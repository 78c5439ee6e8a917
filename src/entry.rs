use std::ffi::OsString;
use std::path::Path;

use clap::{CommandFactory, FromArgMatches};

use rowburst::args::DriverArgs;
use rowburst::error::AppResult;

use crate::app::run_driver;

/// Default config filenames checked when no CLI args are provided.
const DEFAULT_CONFIG_FILES: [&str; 2] = ["rowburst.json", "rowburst.toml"];

pub(crate) fn run() -> AppResult<()> {
    let Some(args) = parse_args()? else {
        return Ok(());
    };

    crate::logger::init_logging(args.verbose, args.no_color);

    let runtime = tokio::runtime::Builder::new_multi_thread()
        .enable_all()
        .build()?;

    runtime.block_on(run_driver(args))
}

fn parse_args() -> AppResult<Option<DriverArgs>> {
    let mut cmd = DriverArgs::command();
    let raw_args: Vec<OsString> = std::env::args_os().collect();

    if should_show_help(&raw_args) {
        cmd.print_help()?;
        println!();
        return Ok(None);
    }

    let matches = cmd.get_matches_from(raw_args);
    let args = DriverArgs::from_arg_matches(&matches)?;
    Ok(Some(args))
}

fn should_show_help(raw_args: &[OsString]) -> bool {
    let treat_as_empty =
        matches!(raw_args, [] | [_]) || matches!(raw_args, [_, second] if second == "--");
    if !treat_as_empty || std::env::var_os("ROWBURST_CSV").is_some() {
        return false;
    }

    !has_default_config()
}

fn has_default_config() -> bool {
    DEFAULT_CONFIG_FILES
        .iter()
        .any(|path| Path::new(path).exists())
}
//! Config record loading, persistence and validation.
mod apply;
mod loader;
pub mod types;


pub use apply::{apply_args, resolve_run_config};
pub use loader::{load_config, load_config_file, save_config_file};
pub use types::{ConfigFile, MappingConfig};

**Work item**
Answer with an exact copy of the lines from the one containing "crate::logger::init_logging(args.verbose, args.no_color);" through the end of the entries above, leaving out everything before.

**Answer to this problem**
    crate::logger::init_logging(args.verbose, args.no_color);

    let runtime = tokio::runtime::Builder::new_multi_thread()
        .enable_all()
        .build()?;

    runtime.block_on(run_driver(args))
}

fn parse_args() -> AppResult<Option<DriverArgs>> {
    let mut cmd = DriverArgs::command();
    let raw_args: Vec<OsString> = std::env::args_os().collect();

    if should_show_help(&raw_args) {
        cmd.print_help()?;
        println!();
        return Ok(None);
    }

    let matches = cmd.get_matches_from(raw_args);
    let args = DriverArgs::from_arg_matches(&matches)?;
    Ok(Some(args))
}

fn should_show_help(raw_args: &[OsString]) -> bool {
    let treat_as_empty =
        matches!(raw_args, [] | [_]) || matches!(raw_args, [_, second] if second == "--");
    if !treat_as_empty || std::env::var_os("ROWBURST_CSV").is_some() {
        return false;
    }

    !has_default_config()
}

fn has_default_config() -> bool {
    DEFAULT_CONFIG_FILES
        .iter()
        .any(|path| Path::new(path).exists())
}
//! Config record loading, persistence and validation.
mod apply;
mod loader;
pub mod types;


pub use apply::{apply_args, resolve_run_config};
pub use loader::{load_config, load_config_file, save_config_file};
pub use types::{ConfigFile, MappingConfig};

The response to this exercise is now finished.